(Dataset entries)
================
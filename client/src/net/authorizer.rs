//! Attach the current bearer token to outgoing API requests.
//!
//! SYSTEM CONTEXT
//! ==============
//! `ApiClient` calls `authorize` for every request right before it is sent,
//! so a login or logout between two requests shows up on the very next one.

#[cfg(test)]
#[path = "authorizer_test.rs"]
mod authorizer_test;

use std::collections::BTreeMap;

pub const AUTHORIZATION: &str = "Authorization";
pub const CONTENT_TYPE: &str = "Content-Type";
pub const JSON_CONTENT_TYPE: &str = "application/json";

/// Outgoing request headers, keyed by canonical header name.
pub type Headers = BTreeMap<String, String>;

/// Headers every API request starts from.
#[must_use]
pub fn default_headers() -> Headers {
    let mut headers = Headers::new();
    headers.insert(CONTENT_TYPE.to_owned(), JSON_CONTENT_TYPE.to_owned());
    headers
}

/// Format the `Authorization` value for `token`.
#[must_use]
pub fn bearer(token: &str) -> String {
    format!("Bearer {token}")
}

/// Set `Authorization: Bearer <token>` when `token` is non-empty.
///
/// With an empty token no `Authorization` header is sent, even if one was
/// carried over from an earlier request description.
pub fn authorize(headers: &mut Headers, token: &str) {
    if token.is_empty() {
        headers.remove(AUTHORIZATION);
    } else {
        headers.insert(AUTHORIZATION.to_owned(), bearer(token));
    }
}
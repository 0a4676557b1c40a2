use platter_core::discography::Label;

use super::{Assemble, expect_tag, shared};
use crate::cursor::{StartTag, TokenSource};
use crate::error::DecodeError;
use crate::extract::{extract_child_list, extract_text, for_each_child, skip_element};

#[derive(Clone, Copy)]
enum LabelField {
  Id,
  Name,
  ContactInfo,
  Profile,
  DataQuality,
  Urls,
  Images,
  ParentLabel,
  SubLabels,
}

impl LabelField {
  fn from_name(name: &str) -> Option<Self> {
    let field = match name {
      "id" => LabelField::Id,
      "name" => LabelField::Name,
      "contactinfo" => LabelField::ContactInfo,
      "profile" => LabelField::Profile,
      "data_quality" => LabelField::DataQuality,
      "urls" => LabelField::Urls,
      "images" => LabelField::Images,
      "parentLabel" => LabelField::ParentLabel,
      "sublabels" => LabelField::SubLabels,
      _ => return None,
    };
    Some(field)
  }
}

impl Assemble for Label {
  fn assemble<S: TokenSource + ?Sized>(cursor: &mut S, start: &StartTag) -> Result<Self, DecodeError> {
    expect_tag::<Label>(start)?;
    let mut label = Label::default();

    for_each_child(cursor, "label", |cursor, tag| {
      let Some(field) = LabelField::from_name(&tag.name) else {
        return skip_element(cursor, &tag.name);
      };

      match field {
        LabelField::Id => label.id = extract_text(cursor, "id")?.into(),
        LabelField::Name => label.name = extract_text(cursor, "name")?,
        LabelField::ContactInfo => label.contact_info = extract_text(cursor, "contactinfo")?,
        LabelField::Profile => label.profile = extract_text(cursor, "profile")?,
        LabelField::DataQuality => label.data_quality = extract_text(cursor, "data_quality")?,
        LabelField::Urls => label.urls = extract_child_list(cursor, "urls", "url")?,
        LabelField::Images => label.images = shared::images(cursor)?,
        LabelField::ParentLabel => label.parent_label = Some(shared::label_ref(cursor, &tag)?),
        LabelField::SubLabels => {
          for_each_child(cursor, "sublabels", |cursor, child| {
            if child.name == "label" {
              label.sub_labels.push(shared::label_ref(cursor, &child)?);
              Ok(())
            } else {
              skip_element(cursor, &child.name)
            }
          })?;
        }
      }
      Ok(())
    })?;

    Ok(label)
  }
}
================
### Activity
Repeat every entry exactly, leaving nothing out.

### Written solution
filename client/src/net/authorizer.rs
//! Attach the current bearer token to outgoing API requests.
//!
//! SYSTEM CONTEXT
//! ==============
//! `ApiClient` calls `authorize` for every request right before it is sent,
//! so a login or logout between two requests shows up on the very next one.

#[cfg(test)]
#[path = "authorizer_test.rs"]
mod authorizer_test;

use std::collections::BTreeMap;

pub const AUTHORIZATION: &str = "Authorization";
pub const CONTENT_TYPE: &str = "Content-Type";
pub const JSON_CONTENT_TYPE: &str = "application/json";

/// Outgoing request headers, keyed by canonical header name.
pub type Headers = BTreeMap<String, String>;

/// Headers every API request starts from.
#[must_use]
pub fn default_headers() -> Headers {
    let mut headers = Headers::new();
    headers.insert(CONTENT_TYPE.to_owned(), JSON_CONTENT_TYPE.to_owned());
    headers
}

/// Format the `Authorization` value for `token`.
#[must_use]
pub fn bearer(token: &str) -> String {
    format!("Bearer {token}")
}

/// Set `Authorization: Bearer <token>` when `token` is non-empty.
///
/// With an empty token no `Authorization` header is sent, even if one was
/// carried over from an earlier request description.
pub fn authorize(headers: &mut Headers, token: &str) {
    if token.is_empty() {
        headers.remove(AUTHORIZATION);
    } else {
        headers.insert(AUTHORIZATION.to_owned(), bearer(token));
    }
}
repository 0a4676557b1c40a2
use platter_core::discography::Label;

use super::{Assemble, expect_tag, shared};
use crate::cursor::{StartTag, TokenSource};
use crate::error::DecodeError;
use crate::extract::{extract_child_list, extract_text, for_each_child, skip_element};

#[derive(Clone, Copy)]
enum LabelField {
  Id,
  Name,
  ContactInfo,
  Profile,
  DataQuality,
  Urls,
  Images,
  ParentLabel,
  SubLabels,
}

impl LabelField {
  fn from_name(name: &str) -> Option<Self> {
    let field = match name {
      "id" => LabelField::Id,
      "name" => LabelField::Name,
      "contactinfo" => LabelField::ContactInfo,
      "profile" => LabelField::Profile,
      "data_quality" => LabelField::DataQuality,
      "urls" => LabelField::Urls,
      "images" => LabelField::Images,
      "parentLabel" => LabelField::ParentLabel,
      "sublabels" => LabelField::SubLabels,
      _ => return None,
    };
    Some(field)
  }
}

impl Assemble for Label {
  fn assemble<S: TokenSource + ?Sized>(cursor: &mut S, start: &StartTag) -> Result<Self, DecodeError> {
    expect_tag::<Label>(start)?;
    let mut label = Label::default();

    for_each_child(cursor, "label", |cursor, tag| {
      let Some(field) = LabelField::from_name(&tag.name) else {
        return skip_element(cursor, &tag.name);
      };

      match field {
        LabelField::Id => label.id = extract_text(cursor, "id")?.into(),
        LabelField::Name => label.name = extract_text(cursor, "name")?,
        LabelField::ContactInfo => label.contact_info = extract_text(cursor, "contactinfo")?,
        LabelField::Profile => label.profile = extract_text(cursor, "profile")?,
        LabelField::DataQuality => label.data_quality = extract_text(cursor, "data_quality")?,
        LabelField::Urls => label.urls = extract_child_list(cursor, "urls", "url")?,
        LabelField::Images => label.images = shared::images(cursor)?,
        LabelField::ParentLabel => label.parent_label = Some(shared::label_ref(cursor, &tag)?),
        LabelField::SubLabels => {
          for_each_child(cursor, "sublabels", |cursor, child| {
            if child.name == "label" {
              label.sub_labels.push(shared::label_ref(cursor, &child)?);
              Ok(())
            } else {
              skip_element(cursor, &child.name)
            }
          })?;
        }
      }
      Ok(())
    })?;

    Ok(label)
  }
}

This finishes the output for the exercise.